Da er weiß, dass seine Eltern im Urlaub sind, fährt Paul einfach nach Hause aufs Land – möglicherweise ist er in seinem Phlegma aber auch nicht clever genug, sich irgendein anderes Versteck zu überlegen. Eine gute Zeit hat er im elterlichen Bungalow nicht: Seine Freundin Katrin kommt nur vorbei, um mit ihm Schluss zu machen. Und als überraschend Pauls älterer Bruder Max mit seiner Freundin Lene auftaucht, kommt es bald zu Spannungen zwischen den Brüdern. Jeder zaghafte Versuch von Max, seinem kleinen Bruder auf die Füße zu helfen, scheint diesen paradoxerweise nur zu bestärken in seiner ablehnenden Haltung.

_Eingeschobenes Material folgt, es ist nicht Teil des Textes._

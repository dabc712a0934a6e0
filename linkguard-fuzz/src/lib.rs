//! Fuzzing harness for linkguard-core parsers and verifiers
//!
//! To use with cargo-fuzz:
//! 1. Install cargo-fuzz: cargo install cargo-fuzz
//! 2. Run fuzzer: cargo fuzz run fuzz_wire

use linkguard_core::{crc, BitString, ChecksumCodec, CrcScheme};

pub fn fuzz_wire(data: &[u8]) {
    use linkguard_core::stats::DetectionStats;
    use linkguard_core::wire::MessageReader;

    // Frame, parse and verify - should never panic
    let mut stats = DetectionStats::new();
    for line in MessageReader::new(data).flatten() {
        let _ = stats.observe(&line);
    }
}

pub fn fuzz_verify(data: &[u8]) {
    // Treat raw input as a received codeword
    let codeword = BitString::from_bytes(data);
    let _ = ChecksumCodec::default().verify(&codeword);
    for scheme in CrcScheme::ALL {
        let _ = crc::verify(&codeword, &scheme.polynomial());
    }
}
//! # Linkguard Core
//!
//! Link-layer error detection: a folded ones'-complement checksum, CRC with a
//! selectable generator polynomial, and bit-error injection for measuring how
//! well each code catches corruption.
//!
//! ## Modules
//!
//! - `bits`: Owned bit strings and integer/bit conversion
//! - `constants`: Codec defaults, frame header and transport defaults
//! - `checksum`: Checksum generation and verification
//! - `crc`: CRC polynomials, modulo-2 division, generation and verification
//! - `inject`: Random, burst, odd-count and undetectable error injection
//! - `scheme`: Method selection shared by sender and receiver
//! - `frame`: Sender-side frame construction
//! - `wire`: `method:polynomial:error:codeword` message codec and line framing
//! - `stats`: Receiver-side detection scoring
//! - `report`: Checksum vs CRC comparison under every error family

#![warn(missing_docs)]

pub mod bits;
pub mod checksum;
pub mod constants;
pub mod crc;
pub mod error;
pub mod frame;
pub mod inject;
pub mod report;
pub mod scheme;
pub mod stats;
pub mod wire;

// Re-export commonly used types
pub use bits::BitString;
pub use checksum::ChecksumCodec;
pub use crc::{CrcScheme, Polynomial};
pub use error::LinkError;
pub use inject::ErrorModel;
pub use scheme::{DetectionScheme, Method};
pub use wire::WireMessage;

/// Result type alias for Linkguard operations
pub type Result<T> = core::result::Result<T, LinkError>;
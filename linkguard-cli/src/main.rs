use anyhow::Result;
use clap::{Parser, Subcommand};
use linkguard_cli::{
    commands::{self, receive::Source, send::Destination, send::SendOptions},
    ErrorKind,
};
use linkguard_core::{
    constants::{DEFAULT_ERROR_RATE, DEFAULT_HOST, DEFAULT_PORT, FRAME_PAYLOAD_BITS},
    Method,
};
use tracing_subscriber::{fmt, prelude::*, EnvFilter};

#[derive(Parser)]
#[command(name = "linkguard")]
#[command(about = "Linkguard - checksum and CRC error detection simulator", long_about = None)]
#[command(version)]
struct Cli {
    /// Enable verbose logging
    #[arg(short, long, global = true)]
    verbose: bool,

    #[command(subcommand)]
    command: Commands,
}

#[derive(Subcommand)]
enum Commands {
    /// Print the codeword for a bit string
    Encode {
        /// Payload bits, e.g. 1011001
        bits: String,

        /// Detection method: checksum or crc
        #[arg(short, long, default_value = "checksum")]
        method: Method,

        /// CRC polynomial: CRC-8, CRC-10, CRC-16, CRC-32 or a bit pattern
        #[arg(short, long)]
        polynomial: Option<String>,
    },

    /// Check whether a bit string is a valid codeword
    Verify {
        /// Codeword bits
        bits: String,

        /// Detection method: checksum or crc
        #[arg(short, long, default_value = "checksum")]
        method: Method,

        /// CRC polynomial: CRC-8, CRC-10, CRC-16, CRC-32 or a bit pattern
        #[arg(short, long)]
        polynomial: Option<String>,
    },

    /// Frame a payload file and send it to a receiver
    Send {
        /// Input file of '0'/'1' characters ("-" for stdin)
        #[arg(short, long)]
        input: String,

        /// Detection method: checksum or crc
        #[arg(short, long)]
        method: Method,

        /// CRC polynomial: CRC-8, CRC-10, CRC-16, CRC-32 or a bit pattern
        #[arg(short, long)]
        polynomial: Option<String>,

        /// Write wire lines to this file instead of connecting ("-" for stdout)
        #[arg(short, long)]
        output: Option<String>,

        /// Receiver host
        #[arg(long, default_value = DEFAULT_HOST)]
        host: String,

        /// Receiver port
        #[arg(long, default_value_t = DEFAULT_PORT)]
        port: u16,

        /// Probability that a frame is corrupted
        #[arg(long, default_value_t = DEFAULT_ERROR_RATE)]
        error_rate: f64,

        /// Corruption applied to unlucky frames
        #[arg(long, value_enum, default_value = "random")]
        error_model: ErrorKind,

        /// Flips per frame for the random model
        #[arg(long, default_value = "1")]
        error_count: usize,

        /// Window length for the burst model
        #[arg(long, default_value = "1")]
        burst_size: usize,

        /// Shift for the undetectable model
        #[arg(long, default_value = "0")]
        shift: usize,

        /// Payload bits per frame
        #[arg(long, default_value_t = FRAME_PAYLOAD_BITS)]
        payload_bits: usize,

        /// Treat the input as raw bytes rather than '0'/'1' text
        #[arg(long)]
        binary: bool,

        /// Seed for reproducible error injection
        #[arg(long)]
        seed: Option<u64>,

        /// Show a progress bar
        #[arg(long)]
        progress: bool,
    },

    /// Receive frames, verify them and report detection accuracy
    Receive {
        /// Read wire lines from this file instead of listening ("-" for stdin)
        #[arg(short, long)]
        input: Option<String>,

        /// Listen host
        #[arg(long, default_value = DEFAULT_HOST)]
        host: String,

        /// Listen port
        #[arg(long, default_value_t = DEFAULT_PORT)]
        port: u16,

        /// Write detection stats as JSON
        #[arg(long)]
        json: Option<String>,
    },

    /// Compare checksum and CRC detection under every error family
    Compare {
        /// Sample payload bits
        #[arg(short, long)]
        data: Option<String>,

        /// Seed for reproducible error injection
        #[arg(long)]
        seed: Option<u64>,

        /// Write the report as JSON
        #[arg(long)]
        json: Option<String>,
    },
}

fn main() -> Result<()> {
    let cli = Cli::parse();

    // Setup logging
    let filter = if cli.verbose {
        EnvFilter::new("debug")
    } else {
        EnvFilter::new("info")
    };

    tracing_subscriber::registry()
        .with(fmt::layer().with_writer(std::io::stderr))
        .with(filter)
        .init();

    // Execute command
    match cli.command {
        Commands::Encode {
            bits,
            method,
            polynomial,
        } => commands::encode::execute(&bits, method, polynomial.as_deref()),

        Commands::Verify {
            bits,
            method,
            polynomial,
        } => commands::verify::execute(&bits, method, polynomial.as_deref()),

        Commands::Send {
            input,
            method,
            polynomial,
            output,
            host,
            port,
            error_rate,
            error_model,
            error_count,
            burst_size,
            shift,
            payload_bits,
            binary,
            seed,
            progress,
        } => {
            let destination = match output {
                Some(path) => Destination::File(path),
                None => Destination::Tcp { host, port },
            };
            let opts = SendOptions {
                input,
                method,
                polynomial,
                destination,
                error_model: error_model.to_model(error_count, burst_size, shift),
                error_rate,
                payload_bits,
                binary,
                seed,
                progress,
            };
            commands::send::execute(&opts).map(|_| ())
        }

        Commands::Receive {
            input,
            host,
            port,
            json,
        } => {
            let source = match input {
                Some(path) => Source::File(path),
                None => Source::Tcp { host, port },
            };
            commands::receive::execute(&source, json.as_deref()).map(|_| ())
        }

        Commands::Compare { data, seed, json } => {
            commands::compare::execute(data.as_deref(), seed, json.as_deref())
        }
    }
}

Mit seiner orientierungslosen und gelangweilten Hauptfigur ist Ulrich Köhlers Debüt "Bungalow" auf den ersten Blick eng verwandt mit Henner Wincklers Film "Klassenfahrt", der erst kürzlich in den Kinos lief. Während es bei Winckler jedoch um die Symptome einer speziellen Generation zu gehen schien, dreht "Bungalow" sich eher um eine Phase auf dem Weg ins Erwachsenwerden, die zeitlos sein dürfte – um dieses selbstgerechte spätpubertäre Gefühl, die ganze Welt verstünde einen nicht, ohne dass man sich eingestehen kann, dass man sich ja nicht mal selbst versteht.

Paul ist in dieser Hinsicht allerdings so extrem gezeichnet, dass es beim Zuschauen immer schwerer fällt, Verständnis für ihn aufzubringen. "Nach drei Tagen willst du ihn umbringen", sagt Max zu seiner Freundin, und man kann ihn durchaus verstehen. Tatsächlich tut Paul alles – wenn er etwas tut -, um dem Image des Kotzbrockens gerecht zu werden: Er versucht, die Freundin seines Bruders zu verführen; er klaut ein Auto; er verprellt seine Ex-Freundin, die sich mit ihm versöhnen will.

Solche irritierenden Augenblicke, die sich scheinbar aus dem Nichts aufbauen, inszeniert Köhler mit einer seltenen Präzision, die nie akademisch wirkt. Er beweist ein außerordentliches Gespür für Schauspielerführung und findet eine einfache, aber treffende Bildsprache für die Seelenlage seines Protagonisten: Selbst die Landschaftstotalen strahlen ein Gefühl der Klaustrophobie aus, als betrachte man die Welt durch Pauls Augen, der sich gefangen fühlt – auch wenn er nicht weiß, wovon. Es tut auch gut, dass Köhler gar nicht erst versucht, Pauls störrische Art zu erklären, weil es – außer dem Alter vielleicht – gar keine Erklärung gibt. Problematisch ist hingegen, dass Köhler kaum Brüche in Pauls immer extremere Verhaltensmuster einbaut, Szenen etwa, in denen sich seine emotionale Sperre wenigstens für ein paar Sekunden löst – wenn Paul heimlich Lenes Badeanzug anzieht, ist das ein eher unbeholfener Versuch, die sexuelle Selbstfindung des Jungen in ein Sinnbild zu packen.

Man findet einfach keinen emotionalen Zugang zu Paul, der zu lahm ist, um ein Rebell zu sein, zu hohl für einen Existenzialisten und zu überzeichnet für eine realistische Figur. Seine Gleichgültigkeit überträgt sich irgendwann auf uns Zuschauer. Und wenn er am Ende auf der Landstraße verschwindet, ist man irgendwie froh, ihn los zu sein.